Return the lines below that contain "identity".

### Extracted records
————————

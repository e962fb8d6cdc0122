// cli/constants.rs — program identity and the display-level infrastructure
// shared by the CLI and the file layer.

use std::sync::atomic::{AtomicU32, Ordering};

// ── String / identity constants ───────────────────────────────────────────────
pub const COMPRESSOR_NAME: &str = "gbalz";

// ── Display level global ──────────────────────────────────────────────────────
//
// 0 = no output; 1 = errors only; 2 = one line per file (default);
// 3 = also list written files; 4 = verbose configuration details
pub static DISPLAY_LEVEL: AtomicU32 = AtomicU32::new(2);

/// Returns the current display level.
#[inline]
pub fn display_level() -> u32 {
    DISPLAY_LEVEL.load(Ordering::Relaxed)
}

/// Sets the display level.
#[inline]
pub fn set_display_level(level: u32) {
    DISPLAY_LEVEL.store(level, Ordering::Relaxed);
}

// ── Display helpers ───────────────────────────────────────────────────────────

/// Print to stderr unconditionally.
#[macro_export]
macro_rules! display {
    ($($arg:tt)*) => { eprint!($($arg)*) };
}

/// Print to stderr when the display level is at or above `level`.
#[macro_export]
macro_rules! displaylevel {
    ($level:expr, $($arg:tt)*) => {
        if $crate::cli::constants::display_level() >= $level {
            eprint!($($arg)*);
        }
    };
}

————————

### Task answer
// cli/constants.rs — program identity and the display-level infrastructure
// ── String / identity constants ───────────────────────────────────────────────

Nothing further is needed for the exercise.